Vendió 300.000 ejemplares en su primer año en Italia.
Inspiró estudios sobre semiótica aplicada a la narrativa.
Eco publicó "Apostillas" en 1985 para aclarar su creación, sin revelar la trama.
La novela en su versión cinematográfica
Dirigida por Jean-Jacques Annaud en 1986, la película traslada la novela a la pantalla con Sean Connery en el rol de William de Baskerville, un monje sabio, deductivo y humano, que destaca por su carisma y profundidad. Un jovencísimo Christian Slater —tenía solo 16 años cuando rodó la película— interpreta a Adso, y F. Murray Abraham encarna al inquisidor Bernardo Gui, en una producción que recrea con fidelidad la atmósfera sórdida y opresiva del monasterio medieval, filmada en locaciones reales como la abadía de Eberbach en Alemania.
Fidelidad y adaptaciones
La adaptación simplifica algunos debates filosóficos para enfatizar el misterio y la intriga, lo que la hace más accesible al público general, aunque pierde parte de la densidad semiótica del libro. Annaud captura la esencia visual del medievo, con escenarios sombríos, rostros grotescos y una banda sonora de James Horner que acentúa el suspenso.

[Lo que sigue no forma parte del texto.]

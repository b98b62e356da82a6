//! Integration test crate for the MTK ledger.
//!
//! This crate exists solely to run end-to-end tests against the public API.
//! It has no public API - all functionality is in the test modules.

#![forbid(unsafe_code)]
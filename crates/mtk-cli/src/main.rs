//! `mtk` binary entrypoint.

use std::io;
use std::process::ExitCode;

use clap::Parser;
use tracing_subscriber::EnvFilter;

use mtk_cli::cli::{Cli, Commands};
use mtk_cli::commands::{load_config, ConfigCommand, RunCommand};
use mtk_cli::output::OutputFormat;

fn main() -> ExitCode {
    tracing_subscriber::fmt()
        .with_env_filter(EnvFilter::from_default_env())
        .with_writer(io::stderr)
        .init();

    let cli = Cli::parse();

    match run(cli) {
        Ok(()) => ExitCode::SUCCESS,
        Err(e) => {
            eprintln!("Error: {e}");
            ExitCode::FAILURE
        }
    }
}

fn run(cli: Cli) -> Result<(), mtk_cli::CliError> {
    let format = OutputFormat::new(cli.format);
    let mut stdout = io::stdout().lock();

    match cli.command {
        Commands::Config { command } => {
            let cmd = ConfigCommand::new(cli.config);
            cmd.execute(&mut stdout, &format, &command)?;
        }
        Commands::Run(args) => {
            let config = load_config(cli.config.as_deref())?;
            let cmd = RunCommand::new(config);
            cmd.execute(&mut stdout, &format, &args)?;
        }
    }

    Ok(())
}
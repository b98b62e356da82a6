//! The ledger instance and its public operations.
//!
//! [`Token`] composes access control, the balance ledger, supply, exchange
//! and faucet. Every mutating operation validates everything it needs before
//! the first write, so a failing call leaves no trace: no state change and
//! no event.

use std::collections::BTreeMap;
use std::sync::Arc;

use serde::{Deserialize, Serialize};
use tokio::sync::broadcast;
use tracing::{info, warn};

use crate::access::AccessControl;
use crate::address::Address;
use crate::amount::Amount;
use crate::call::{Call, Receipt};
use crate::clock::{Clock, SystemClock, Timestamp};
use crate::config::TokenConfig;
use crate::error::{LedgerError, Result};
use crate::event::{Event, EventLog, EventRecord, History};
use crate::exchange::{Exchange, NativeTransfer};
use crate::faucet::Faucet;
use crate::ledger::Ledger;
use crate::supply::SupplyController;

/// Immutable token metadata.
#[derive(Debug, Clone, PartialEq, Eq, Serialize, Deserialize)]
pub struct TokenMetadata {
    /// Token name.
    pub name: String,
    /// Token symbol.
    pub symbol: String,
    /// Decimal places.
    pub decimals: u8,
}

/// A single fungible-value ledger.
#[derive(Debug)]
pub struct Token {
    metadata: TokenMetadata,
    contract: Address,
    access: AccessControl,
    ledger: Ledger,
    supply: SupplyController,
    exchange: Exchange,
    faucet: Faucet,
    log: EventLog,
    clock: Arc<dyn Clock>,
}
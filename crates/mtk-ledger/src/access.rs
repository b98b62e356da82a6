//! Single-owner access control.

use serde::{Deserialize, Serialize};
use tracing::warn;

use crate::address::Address;
use crate::error::{LedgerError, Result};

/// Holds the one identity allowed to run administrative operations.
///
/// The owner is fixed at construction; there is no transfer operation.
#[derive(Debug, Clone, Copy, PartialEq, Eq, Serialize, Deserialize)]
pub struct AccessControl {
    owner: Address,
}

impl AccessControl {
    /// Create access control for `owner`.
    #[must_use]
    pub const fn new(owner: Address) -> Self {
        Self { owner }
    }

    /// The owner identity.
    #[must_use]
    pub const fn owner(&self) -> Address {
        self.owner
    }

    /// Whether `caller` is the owner.
    #[must_use]
    pub fn is_owner(&self, caller: &Address) -> bool {
        *caller == self.owner
    }

    /// Gate for administrative operations.
    ///
    /// # Errors
    ///
    /// Returns [`LedgerError::Unauthorized`] if `caller` is not the owner.
    pub fn require_owner(&self, caller: &Address) -> Result<()> {
        if self.is_owner(caller) {
            Ok(())
        } else {
            warn!(caller = %caller, "rejected administrative call from non-owner");
            Err(LedgerError::Unauthorized { caller: *caller })
        }
    }
}
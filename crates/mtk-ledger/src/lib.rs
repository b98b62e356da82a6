//! # mtk-ledger
//!
//! A single fungible-value ledger: balances, delegated spending allowances,
//! owner-gated issuance, purchases with native currency at an adjustable
//! rate, owner withdrawal of the collected currency, and a rate-limited
//! faucet.
//!
//! ## Token Details
//!
//! - **Name / Symbol**: `MyToken` / `MTK` by default
//! - **Decimals**: 18 (1 MTK = `10^18` base units)
//! - **Initial supply**: 1000 MTK, issued to the owner
//! - **Exchange rate**: 1000 MTK per unit of native currency
//! - **Faucet**: 50 MTK per claim, one claim per 72 hours per account
//!
//! Purchases and faucet claims are paid from the contract account, whose
//! address is derived from the owner and symbol. It holds nothing until
//! someone transfers tokens to it.
//!
//! ## Example
//!
//! ```rust
//! use mtk_ledger::{Address, Amount, Token, TokenConfig};
//!
//! # fn example() -> mtk_ledger::Result<()> {
//! let owner = Address::random();
//! let alice = Address::random();
//! let mut token = Token::new(owner, &TokenConfig::default())?;
//!
//! // Stock the contract, then buy with 1 unit of native currency.
//! let contract = token.contract_address();
//! token.transfer(&owner, &contract, Amount::from_tokens(1000))?;
//! let receipt = token.buy(&alice, Amount::from_tokens(1))?;
//!
//! assert_eq!(token.balance_of(&alice), Amount::from_tokens(1000));
//! assert_eq!(receipt.events.len(), 2);
//! # Ok(())
//! # }
//! # example().expect("example");
//! ```

#![forbid(unsafe_code)]
#![warn(missing_docs)]

pub mod access;
pub mod address;
pub mod amount;
pub mod call;
pub mod clock;
pub mod config;
pub mod error;
pub mod event;
pub mod exchange;
pub mod faucet;
pub mod ledger;
pub mod shared;
pub mod supply;
pub mod token;

pub use access::AccessControl;
pub use address::{Address, ADDRESS_LEN};
pub use amount::{Amount, BASE_UNITS_PER_TOKEN, DECIMALS};
pub use call::{Call, Receipt};
pub use clock::{Clock, ManualClock, SystemClock, Timestamp};
pub use config::TokenConfig;
pub use error::{LedgerError, Result};
pub use event::{Event, EventLog, EventRecord, History};
pub use exchange::{NativeTransfer, PayoutRejected, RecordingTransfer};
pub use shared::SharedToken;
pub use token::{Token, TokenMetadata};

#[cfg(test)]
mod proptest_tests {
    use super::*;
    use proptest::prelude::*;
    use std::sync::Arc;

    #[derive(Debug, Clone)]
    enum Op {
        Transfer(usize, usize, u128),
        Approve(usize, usize, u128),
        TransferFrom(usize, usize, usize, u128),
        Mint(usize, u128),
        Buy(usize, u128),
        Claim(usize),
        Advance(u64),
    }

    const ACCOUNTS: usize = 4;

    fn op() -> impl Strategy<Value = Op> {
        let idx = 0..ACCOUNTS;
        let amt = 0u128..2_000_000_000_000_000_000_000;
        prop_oneof![
            (idx.clone(), idx.clone(), amt.clone()).prop_map(|(a, b, n)| Op::Transfer(a, b, n)),
            (idx.clone(), idx.clone(), amt.clone()).prop_map(|(a, b, n)| Op::Approve(a, b, n)),
            (idx.clone(), idx.clone(), idx.clone(), amt.clone())
                .prop_map(|(s, a, b, n)| Op::TransferFrom(s, a, b, n)),
            (idx.clone(), amt.clone()).prop_map(|(a, n)| Op::Mint(a, n)),
            (idx.clone(), 0u128..1_000_000_000_000_000_000).prop_map(|(a, n)| Op::Buy(a, n)),
            idx.prop_map(Op::Claim),
            (0u64..300_000).prop_map(Op::Advance),
        ]
    }

    proptest! {
        #[test]
        fn balances_always_sum_to_supply(ops in prop::collection::vec(op(), 1..60)) {
            let clock = ManualClock::new(1_000);
            let owner = Address::new([1; ADDRESS_LEN]);
            let config = TokenConfig {
                contract_funding: Amount::from_tokens(500),
                ..TokenConfig::default()
            };
            let mut token = Token::with_clock(owner, &config, Arc::new(clock.clone()))
                .expect("deploy");
            let mut accounts: Vec<Address> =
                (2..=ACCOUNTS as u8).map(|b| Address::new([b; ADDRESS_LEN])).collect();
            accounts.insert(0, owner);

            for op in ops {
                let before = token.events().len();
                let result = match op {
                    Op::Transfer(a, b, n) => {
                        token.transfer(&accounts[a], &accounts[b], Amount::from_base_units(n))
                    }
                    Op::Approve(a, b, n) => {
                        token.approve(&accounts[a], &accounts[b], Amount::from_base_units(n))
                    }
                    Op::TransferFrom(s, a, b, n) => token.transfer_from(
                        &accounts[s],
                        &accounts[a],
                        &accounts[b],
                        Amount::from_base_units(n),
                    ),
                    Op::Mint(a, n) => token.mint(&owner, &accounts[a], Amount::from_base_units(n)),
                    Op::Buy(a, n) => token.buy(&accounts[a], Amount::from_base_units(n)),
                    Op::Claim(a) => token.claim(&accounts[a]),
                    Op::Advance(secs) => {
                        clock.advance(secs);
                        Ok(Receipt::default())
                    }
                };
                if result.is_err() {
                    prop_assert_eq!(token.events().len(), before);
                }
                prop_assert!(token.is_conserved());
            }

            let history = token.history().expect("replay");
            prop_assert_eq!(history.balances, token.balances());
            prop_assert_eq!(history.allowances, token.allowances());
            prop_assert_eq!(history.total_supply, token.total_supply());
            prop_assert_eq!(history.total_paid, token.reserve());
        }

        #[test]
        fn failed_transfer_changes_nothing(extra in 1u128..1_000_000) {
            let owner = Address::new([1; ADDRESS_LEN]);
            let to = Address::new([2; ADDRESS_LEN]);
            let mut token = Token::with_clock(
                owner,
                &TokenConfig::default(),
                Arc::new(ManualClock::new(0)),
            )
            .expect("deploy");
            let have = token.balance_of(&owner).base_units();

            let result = token.transfer(&owner, &to, Amount::from_base_units(have + extra));
            prop_assert!(
                matches!(result, Err(LedgerError::InsufficientBalance { .. })),
                "expected InsufficientBalance"
            );
            prop_assert_eq!(token.balance_of(&owner).base_units(), have);
            prop_assert_eq!(token.balance_of(&to), Amount::ZERO);
        }
    }
}
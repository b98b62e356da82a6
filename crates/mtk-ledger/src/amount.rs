//! Token amount type with fixed-point precision.
//!
//! Amounts are integers of base units, 18 decimal places per whole token.
//! The same type carries native-currency values, which share the 18-decimal
//! scale. All arithmetic is checked.

use std::fmt;
use std::str::FromStr;

use serde::{de, Deserialize, Deserializer, Serialize, Serializer};

use crate::error::LedgerError;

/// Number of decimal places for MTK precision.
pub const DECIMALS: u8 = 18;

/// One whole token in base units.
pub const BASE_UNITS_PER_TOKEN: u128 = 1_000_000_000_000_000_000;

/// A token (or native-currency) amount in base units.
#[derive(Debug, Clone, Copy, PartialEq, Eq, PartialOrd, Ord, Hash, Default)]
pub struct Amount(u128);

impl Amount {
    /// Zero amount constant.
    pub const ZERO: Self = Self(0);

    /// Largest representable amount.
    pub const MAX: Self = Self(u128::MAX);

    /// Creates an amount from base units.
    #[must_use]
    pub const fn from_base_units(units: u128) -> Self {
        Self(units)
    }

    /// Creates an amount from whole tokens.
    #[must_use]
    pub const fn from_tokens(tokens: u64) -> Self {
        // u64::MAX * 10^18 < u128::MAX, so this cannot overflow.
        Self(tokens as u128 * BASE_UNITS_PER_TOKEN)
    }

    /// Returns the amount in base units.
    #[must_use]
    pub const fn base_units(self) -> u128 {
        self.0
    }

    /// Checked addition. Returns `None` on overflow.
    #[must_use]
    pub const fn checked_add(self, rhs: Self) -> Option<Self> {
        match self.0.checked_add(rhs.0) {
            Some(v) => Some(Self(v)),
            None => None,
        }
    }

    /// Checked subtraction. Returns `None` on underflow.
    #[must_use]
    pub const fn checked_sub(self, rhs: Self) -> Option<Self> {
        match self.0.checked_sub(rhs.0) {
            Some(v) => Some(Self(v)),
            None => None,
        }
    }

    /// Checked multiplication by a scalar. Returns `None` on overflow.
    #[must_use]
    pub const fn checked_mul(self, rhs: u128) -> Option<Self> {
        match self.0.checked_mul(rhs) {
            Some(v) => Some(Self(v)),
            None => None,
        }
    }

    /// Returns true if this amount is zero.
    #[must_use]
    pub const fn is_zero(self) -> bool {
        self.0 == 0
    }
}

impl fmt::Display for Amount {
    fn fmt(&self, f: &mut fmt::Formatter<'_>) -> fmt::Result {
        let whole = self.0 / BASE_UNITS_PER_TOKEN;
        let frac = self.0 % BASE_UNITS_PER_TOKEN;
        if frac == 0 {
            write!(f, "{whole}")
        } else {
            let frac_str = format!("{frac:018}");
            write!(f, "{whole}.{}", frac_str.trim_end_matches('0'))
        }
    }
}

impl FromStr for Amount {
    type Err = LedgerError;

    /// Parses a decimal token string such as `"1000"` or `"0.25"`.
    fn from_str(s: &str) -> Result<Self, Self::Err> {
        let s = s.trim();
        if s.starts_with('-') {
            return Err(LedgerError::invalid_amount("negative values not allowed"));
        }

        let (whole_str, frac_str) = match s.split_once('.') {
            Some((whole, frac)) => (whole, frac),
            None => (s, ""),
        };
        if whole_str.is_empty() && frac_str.is_empty() {
            return Err(LedgerError::invalid_amount(format!("invalid number: {s:?}")));
        }
        if frac_str.contains('.') {
            return Err(LedgerError::invalid_amount(format!("invalid format: {s}")));
        }
        if frac_str.len() > usize::from(DECIMALS) {
            return Err(LedgerError::invalid_amount("too many decimal places"));
        }

        let whole: u128 = if whole_str.is_empty() {
            0
        } else {
            whole_str
                .parse()
                .map_err(|_| LedgerError::invalid_amount(format!("invalid whole part: {s}")))?
        };

        let frac: u128 = if frac_str.is_empty() {
            0
        } else {
            if !frac_str.bytes().all(|b| b.is_ascii_digit()) {
                return Err(LedgerError::invalid_amount(format!(
                    "invalid fractional part: {s}"
                )));
            }
            let padded = format!("{frac_str:0<18}");
            padded
                .parse()
                .map_err(|_| LedgerError::invalid_amount(format!("invalid fractional part: {s}")))?
        };

        whole
            .checked_mul(BASE_UNITS_PER_TOKEN)
            .and_then(|units| units.checked_add(frac))
            .map(Amount)
            .ok_or_else(|| LedgerError::invalid_amount("overflow"))
    }
}

impl Serialize for Amount {
    fn serialize<S>(&self, serializer: S) -> Result<S::Ok, S::Error>
    where
        S: Serializer,
    {
        serializer.serialize_str(&self.to_string())
    }
}

impl<'de> Deserialize<'de> for Amount {
    fn deserialize<D>(deserializer: D) -> Result<Self, D::Error>
    where
        D: Deserializer<'de>,
    {
        let s = String::deserialize(deserializer)?;
        s.parse().map_err(de::Error::custom)
    }
}

impl From<u128> for Amount {
    fn from(units: u128) -> Self {
        Self::from_base_units(units)
    }
}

Eco expresó opiniones mixtas sobre la versión, aunque decepcionado inicialmente por el casting de Sean Connery —no lo veía como “su” William de Baskerville—, pero el filme fue un éxito en Europa, con algo de menor recepción en Estados Unidos.
Recepción crítica
Con una calificación del 76% en Rotten Tomatoes, se alaba su atmósfera inmersiva y las actuaciones, especialmente la de Connery, considerada una de sus mejores post-Bond. Algunos críticos destacaron el acertado retrato que logra Annaud de la Edad Media como un período de oscuridad intelectual, sin embargo, otros especialistas criticaron cierta mediocridad por no haber capturado toda la complejidad de la obra original.
Lo cierto es que El nombre de la rosa, a 40 años de su estreno, permanece como un clásico de cine histórico, con elementos de thriller que influyeron en producciones posteriores.